For female athletes, there’s a massive confounding variable that none of these algorithms handle well: cyclical hormonal fluctuation.
Progesterone rises in the luteal phase (roughly days 15 to 28 of a typical cycle). When it does, resting heart rate increases by 2 to 8 bpm. HRV drops. Body temperature rises by 0.3 to 0.5°C. Respiratory rate increases slightly.
Every one of these changes triggers the same response in a recovery algorithm: lower recovery score. The app sees higher heart rate, lower HRV, and elevated temperature. It says you’re fatigued. Red or yellow. Scale back.
But you’re not fatigued. You’re in the second half of your cycle. Your body is doing exactly what it should be doing. The metrics shifted because of hormones, not because of overtraining.
What she built instead
The athlete from the Reddit thread (and she’s far from the only one) stopped trusting the single recovery number and started building her own daily assessment from multiple signals. Her morning routine takes about three minutes and looks like this:
Step one: Check the cycle day. She uses a period tracking app to know where she is in her cycle. This is the master context for everything else. Follicular phase (days 1 to 14) means her baseline metrics are lower and more stable. Luteal phase means they’ll be elevated. She adjusts her expectations for every other metric accordingly.

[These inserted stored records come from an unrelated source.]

//! Board resolution against the bundled registry

pub mod registry;

pub use registry::{BoardLookup, BoardRegistry};
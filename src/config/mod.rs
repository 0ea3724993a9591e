//! Project configuration handling

pub mod project_config;

pub use project_config::*;
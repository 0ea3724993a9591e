//! Board-related data models

use serde::{Deserialize, Serialize};

/// Immutable board manifest resolved from the registry
#[derive(Debug, Clone, Serialize, Deserialize, PartialEq)]
pub struct BoardRecord {
    /// Unique identifier used on the command line and in `[env:...]` sections
    pub id: String,
    /// Human-readable name
    pub name: String,
    /// Development platform (e.g. "atmelavr", "espressif8266")
    pub platform: String,
    /// Supported frameworks; the first entry is the default
    pub frameworks: Vec<String>,
    /// Target MCU
    pub mcu: String,
    /// CPU frequency as written into build flags (e.g. "16000000L")
    pub f_cpu: String,
    /// Build attributes consumed verbatim by IDE metadata generation
    pub build: BoardBuild,
}

impl BoardRecord {
    /// Default framework for newly created environments
    pub fn default_framework(&self) -> &str {
        self.frameworks
            .first()
            .map(String::as_str)
            .unwrap_or_default()
    }
}

/// Toolchain and framework package attributes of a board
#[derive(Debug, Clone, Serialize, Deserialize, PartialEq)]
pub struct BoardBuild {
    /// Framework package directory name (e.g. "framework-arduinoavr")
    pub package: String,
    /// Core directory inside the framework package
    pub core: String,
    /// Pin variant directory, when the framework has one
    #[serde(default)]
    pub variant: Option<String>,
    /// Toolchain package directory name (e.g. "toolchain-atmelavr")
    pub toolchain: String,
    /// Compiler executable prefix (e.g. "avr-" for avr-gcc)
    pub gcc_prefix: String,
    /// Preprocessor defines, without the leading "-D"
    pub defines: Vec<String>,
}

/// Registry entry shape exposed by `boards --json-output`
#[derive(Debug, Clone, Serialize)]
pub struct BoardSummary {
    pub id: String,
    pub name: String,
    pub platform: String,
    pub frameworks: Vec<String>,
    pub mcu: String,
    pub f_cpu: String,
}

impl From<&BoardRecord> for BoardSummary {
    fn from(record: &BoardRecord) -> Self {
        Self {
            id: record.id.clone(),
            name: record.name.clone(),
            platform: record.platform.clone(),
            frameworks: record.frameworks.clone(),
            mcu: record.mcu.clone(),
            f_cpu: record.f_cpu.clone(),
        }
    }
}
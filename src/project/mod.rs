//! Project directory skeleton and configuration synthesis

pub mod skeleton;
pub mod synthesizer;

pub use skeleton::ensure_skeleton;
pub use synthesizer::{MergeOptions, merge_boards};
//! CLI command implementations

pub mod boards;
pub mod init;

use crate::cli::args::Commands;
use anyhow::Result;

/// Execute a CLI command
pub fn execute_command(command: Commands) -> Result<()> {
    match command {
        Commands::Init {
            dir,
            board,
            ide,
            enable_auto_uploading,
        } => init::execute_init_command(dir, &board, ide, enable_auto_uploading),
        Commands::Boards {
            filter,
            json_output,
        } => boards::execute_boards_command(filter.as_deref(), json_output),
    }
}
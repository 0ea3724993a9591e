//! boardbrew - Embedded Project Initializer
//!
//! boardbrew sets up embedded-development project directories: it resolves
//! board identifiers against a registry, merges per-board environments into
//! the project configuration file, creates the canonical directory skeleton
//! and optionally generates IDE descriptor files from the merged build
//! configuration.

pub mod boards;
pub mod cli;
pub mod config;
pub mod errors;
pub mod ide;
pub mod models;
pub mod project;
pub mod utils;

// Re-export commonly used types
pub use errors::*;
pub use models::*;

/// boardbrew version
pub const VERSION: &str = env!("CARGO_PKG_VERSION");

/// boardbrew application name
pub const APP_NAME: &str = "boardbrew";
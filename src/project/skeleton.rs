//! Canonical project directory layout

use std::fs;
use std::path::Path;

use log::debug;

use crate::config::{PROJECT_CONFIG_NAME, ProjectConfig};
use crate::errors::Result;

/// Ensure the standard layout exists under `project_dir` and return the
/// loaded project configuration.
///
/// Creates the directory itself, `src/`, `lib/` and an empty (banner-only)
/// configuration file when missing. Idempotent: existing files and
/// directories are left untouched.
pub fn ensure_skeleton(project_dir: &Path) -> Result<ProjectConfig> {
    fs::create_dir_all(project_dir.join("src"))?;
    fs::create_dir_all(project_dir.join("lib"))?;

    let config_path = project_dir.join(PROJECT_CONFIG_NAME);
    let config = ProjectConfig::load(&config_path)?;
    if !config_path.exists() {
        debug!("creating {}", config_path.display());
        config.save(&config_path)?;
    }

    Ok(config)
}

Step two: Compare HRV to phase-specific baseline. Not her overall 30-day average. Her luteal-phase average and her follicular-phase average, tracked separately in a spreadsheet. A luteal HRV of 42 might be right on her phase baseline even though her overall average is 55. The recovery app would flag that as suppressed. She knows it’s normal.
Step three: Rate subjective fatigue. A simple 1 to 5 scale. How do her legs feel? How’s her motivation? Is the thought of training energising or exhausting? She’s learned that RPE-based self-assessment during the luteal phase is actually more reliable than HRV for predicting workout quality.
Step four: Check training load context. What did she do yesterday? What’s planned for tomorrow? If she’s mid-build and yesterday was heavy, she factors that in regardless of what the morning metrics say.
Step five: Make the call. Not from a single number. From the convergence of four signals: cycle phase, phase-adjusted HRV, subjective feel, and training context.
She said it takes her about 90 seconds now that she has the routine down. The recovery app takes less time but gives her worse information.
Why this matters beyond female athletes
The menstrual cycle is the most obvious example of a cyclical variable that recovery algorithms miss. But it’s not the only one.
Male athletes have hormonal fluctuations too. Testosterone follows diurnal patterns and is affected by stress, sleep quality, and training load. Cortisol has its own rhythm. Even seasonal light exposure shifts baseline metrics in ways that a static algorithm doesn’t accommodate.
The real insight from this athlete’s system isn’t about menstrual cycles specifically. It’s about contextualised baselines. She realised that a single baseline doesn’t capture her physiology, so she created multiple baselines and switches between them based on context.
That’s a fundamentally different approach than what any consumer wearable offers today. And it works better.
The manual tax
The problem is obvious. She’s doing this manually. Every morning. In a spreadsheet. Cross-referencing three apps with a period tracker and her own subjective assessment.
She has the skill and the discipline to maintain this system. Most athletes don’t. Most athletes check one app, see one number, and make a binary decision: train hard or scale back.
And for about two weeks of every month, female athletes using standard recovery scores are getting systematically bad advice. The app tells them to rest when their bodies are fine. Or worse, during the follicular phase when they’re actually primed for peak performance, the score shows green and they don’t push hard enough because the last two weeks of yellow scores have conditioned them to doubt their capacity.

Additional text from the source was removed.